|Ruling number||PSL 001|
|Date issued||8 April 2003|
|Issued by||Peter Achterstraat|
Chief Commissioner of State Revenue
|Effective from||8 April 2003|
|Effective to||30 June 2009|
|Status||Replaced by the Parking Space Levy Act 2009|
The Parking Space Levy Act 1992 (“the Act”) imposes a levy on the owners of parking spaces within specified areas of the Sydney CBD and certain surrounding areas.
Section 4(1) of the Act states:
“parking space” means:
a space set aside for the parking of a motor vehicle (whether or not the space is used for the parking of a motor vehicle); and
a space used for the parking of a motor vehicle; and
any other space prescribed by the regulations to be a parking space for the purposes of this definition, but does not include a space which is part of the carriageway of any street, road or lane open to or used by the public.

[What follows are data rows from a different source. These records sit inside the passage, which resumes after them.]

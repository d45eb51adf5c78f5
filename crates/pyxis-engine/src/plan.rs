//! # Selective Render Planner
//!
//! Renders the buffer line by line. Lines the caret touches show the
//! markup around the caret as raw logical text, so the user edits exactly
//! what they typed; every other line is fully rendered. The raw region is
//! widened to whole top-level nodes, which keeps the nodes either side of it
//! structurally intact.

use log::trace;
use pyxis_syntax::{Node, parse_line};

use crate::caret::Caret;
use crate::display::{DisplayNode, DisplayTree, Selection, coalesce_text};
use crate::position::line_point;
use crate::render::{render, transpile};
use crate::text::{char_len, char_slice};

/// Display tree plus the selection recomputed against it.
#[derive(Debug, Clone, PartialEq, Eq)]
pub struct RenderPlan {
    pub tree: DisplayTree,
    pub selection: Selection,
}

impl RenderPlan {
    pub fn markup(&self) -> String {
        self.tree.to_markup()
    }
}

/// Start of the top-level node that contains line offset `caret`.
/// Negative offsets give 0, offsets past the end give the line length.
pub fn get_start(nodes: &[Node], caret: isize) -> usize {
    let mut start = 0;
    for node in nodes {
        let len = node.literal_len();
        if (start + len) as isize > caret {
            return start;
        }
        start += len;
    }
    start
}

/// End of the top-level node that contains line offset `caret`, with the
/// same clamping as [`get_start`].
pub fn get_end(nodes: &[Node], caret: isize) -> usize {
    let mut end = 0;
    for node in nodes {
        end += node.literal_len();
        if end as isize > caret {
            return end;
        }
    }
    end
}

/// Renders `text` for the caret `caret` (char offsets, clamped to the
/// buffer).
pub fn render_document(text: &str, caret: Caret) -> RenderPlan {
    let caret = caret.clamp(char_len(text));
    let (start, end) = (caret.start, caret.end);

    let mut lines = Vec::new();
    let mut anchor = None;
    let mut focus = None;
    let mut parsed = 0;

    for (idx, line) in text.split('\n').enumerate() {
        let line_start = if idx == 0 { 0 } else { parsed + 1 };
        let line_len = char_len(line);
        let line_end = line_start + line_len;
        let start_selected = (line_start..=line_end).contains(&start);
        let end_selected = (line_start..=line_end).contains(&end);

        let children = if start_selected || end_selected {
            let local_start = start as isize - line_start as isize;
            let local_end = end as isize - line_start as isize;
            raw_around(line, local_start, local_end)
        } else if parsed > start && parsed < end {
            vec![DisplayNode::text(line)]
        } else {
            transpile(line)
        };

        let line_node = DisplayNode::line(children);
        if start_selected {
            anchor = Some(line_point(&line_node, idx, start - line_start));
        }
        if end_selected {
            focus = Some(line_point(&line_node, idx, end - line_start));
        }
        lines.push(line_node);
        parsed = line_end;
    }

    let selection = match (anchor, focus) {
        (Some(anchor), Some(focus)) => Selection {
            anchor,
            focus,
            collapsed: caret.is_collapsed(),
        },
        _ => Selection::default(),
    };
    trace!(
        "rendered {} lines, anchor {} focus {}",
        lines.len(),
        selection.anchor.path,
        selection.focus.path
    );

    RenderPlan {
        tree: DisplayTree::new(lines),
        selection,
    }
}

/// A caret line: rendered prefix, raw region, rendered suffix.
fn raw_around(line: &str, local_start: isize, local_end: isize) -> Vec<DisplayNode> {
    let nodes = parse_line(line);
    let raw_start = get_start(&nodes, local_start - 1);
    let raw_end = get_end(&nodes, local_end - 1);

    let mut before = Vec::new();
    let mut after = Vec::new();
    let mut at = 0;
    for node in nodes {
        let len = node.literal_len();
        if at + len <= raw_start {
            before.push(node);
        } else if at >= raw_end {
            after.push(node);
        }
        at += len;
    }

    let mut children = render(&before);
    children.push(DisplayNode::text(char_slice(line, raw_start, raw_end)));
    children.extend(render(&after));
    coalesce_text(children)
}

#[cfg(test)]
mod tests {
    use super::*;
    use crate::position::logical_offset;
    use pretty_assertions::assert_eq;
    use pyxis_syntax::parse_line;

    #[test]
    fn rounding_snaps_to_top_level_nodes() {
        let nodes = parse_line("ab **cd** ef");
        // "ab " 0..3, "**cd**" 3..9, " ef" 9..12
        assert_eq!(get_start(&nodes, 5), 3);
        assert_eq!(get_end(&nodes, 5), 9);
        assert_eq!(get_start(&nodes, -1), 0);
        assert_eq!(get_end(&nodes, -1), 3);
        assert_eq!(get_start(&nodes, 40), 12);
        assert_eq!(get_end(&nodes, 40), 12);
    }

    #[test]
    fn rounding_stays_ordered_and_in_bounds() {
        for line in ["", "x", "a **b** *c* d", "# h", "**open", "`a` `b`"] {
            let nodes = parse_line(line);
            let len = line.chars().count() as isize;
            for s in -1..=len + 1 {
                for e in s..=len + 1 {
                    let start = get_start(&nodes, s - 1);
                    let end = get_end(&nodes, e - 1);
                    assert!(start <= end, "{line:?} {s} {e}");
                    assert!(end as isize <= len, "{line:?} {s} {e}");
                }
            }
        }
    }

    #[test]
    fn caret_line_shows_markup_raw() {
        let plan = render_document("a **b**\nc **d**", Caret::at(5));
        insta::assert_snapshot!(
            plan.markup(),
            @"<div>a **b**</div><div>c <strong>d</strong></div>"
        );
        assert_eq!(plan.selection.anchor.path.to_string(), "0.0");
        assert_eq!(plan.selection.anchor.offset, 5);
        assert!(plan.selection.collapsed);
    }

    #[test]
    fn raw_region_is_only_the_touched_node() {
        let plan = render_document("*x* mid **y**", Caret::at(1));
        insta::assert_snapshot!(plan.markup(), @"<div>*x* mid <strong>y</strong></div>");

        let plan = render_document("*x* mid **y**", Caret::at(13));
        insta::assert_snapshot!(plan.markup(), @"<div><em>x</em> mid **y**</div>");
        assert_eq!(plan.selection.anchor.path.to_string(), "0.1");
        assert_eq!(plan.selection.anchor.offset, 10);
    }

    #[test]
    fn lines_inside_a_selection_are_raw() {
        let plan = render_document("**a**\n**b**\n**c**\n**d**", Caret::new(2, 15));
        insta::assert_snapshot!(
            plan.markup(),
            @"<div>**a**</div><div>**b**</div><div>**c**</div><div><strong>d</strong></div>"
        );
        assert_eq!(plan.selection.anchor.path.to_string(), "0.0");
        assert_eq!(plan.selection.focus.path.to_string(), "2.0");
        assert_eq!(plan.selection.focus.offset, 3);
        assert!(!plan.selection.collapsed);
    }

    #[test]
    fn empty_lines_get_placeholder() {
        let plan = render_document("a\n\nb", Caret::at(2));
        assert_eq!(plan.markup(), "<div>a</div><div>\u{200B}</div><div>b</div>");
        assert_eq!(plan.selection.anchor.path.to_string(), "1");
        assert_eq!(plan.selection.anchor.offset, 0);
    }

    #[test]
    fn caret_past_end_is_clamped() {
        let plan = render_document("ab", Caret::at(99));
        assert_eq!(plan.selection.anchor.path.to_string(), "0.0");
        assert_eq!(plan.selection.anchor.offset, 2);
    }

    #[test]
    fn every_caret_survives_the_round_trip() {
        let text = "# Title\nHello **world**!\n\n***x*** `y` https://z.io\n**open";
        let len = text.chars().count();
        for start in 0..=len {
            for end in [start, (start + 3).min(len)] {
                let plan = render_document(text, Caret::new(start, end));
                let lines = &plan.tree.lines;
                assert_eq!(logical_offset(lines, &plan.selection.anchor), start);
                assert_eq!(logical_offset(lines, &plan.selection.focus), end);
                assert_eq!(plan.tree.to_text(), text);
            }
        }
    }
}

Clause 7 of the Regulations (“Determination of number of parking spaces”) states:
For the purposes of the Act, the number of such parking spaces on any premises as are not individually delineated by permanently marked lines is to be assessed in accordance with this clause.
In a case where a development consent under the Environmental Planning and Assessment Act 1979 specifies the number of parking spaces that the premises are to contain, the number of parking spaces is the number so specified.
In any other case, the number of parking spaces is the number obtained by taking the total area occupied by the parking spaces and dividing it by 25.2 square metres and disregarding any remainder.
For the purposes of this clause, any sign or temporary barrier purporting to indicate that a space is not a parking space is not, of itself, evidence that the space is not a parking space.
This ruling clarifies what a “space” is for the purposes of the Act.
A “space” is any part of any area, and a “parking space” is any space that has been set aside for, or is used for, the parking of a motor vehicle, whether or not that space is clearly delineated or line-marked.
In the case of premises with parking spaces that are individually delineated (ie. clearly and permanently line-marked, or distinctly identifiable in any other respect from other parking spaces on the premises) the number of liable parking spaces is taken to be the number of parking spaces that are individually delineated, subject to paragraph 8 below.
In the case of premises with parking spaces that are not individually delineated, the number of liable parking spaces is to be determined in accordance with Clause 7 of the Regulations (see paragraph 3 above).
A delineated parking space which allows the parking of multiple motor vehicles within that parking space, whether vertically or horizontally, is to be treated as follows:
in the case of a parking space that has an apparatus on it which allows multiple motor vehicles to be parked one above the other (commonly known as ‘stacked’ parking), the number of liable parking spaces is taken to be the maximum number of motor vehicles that could reasonably be parked in the parking space using the apparatus.
in the case of a parking space that allows multiple motor vehicles to be parked horizontally one after the other (commonly known as ‘nose-to-tail’ parking), the number of liable parking spaces is taken to be the maximum number of motor vehicles that could reasonably be parked in the parking space.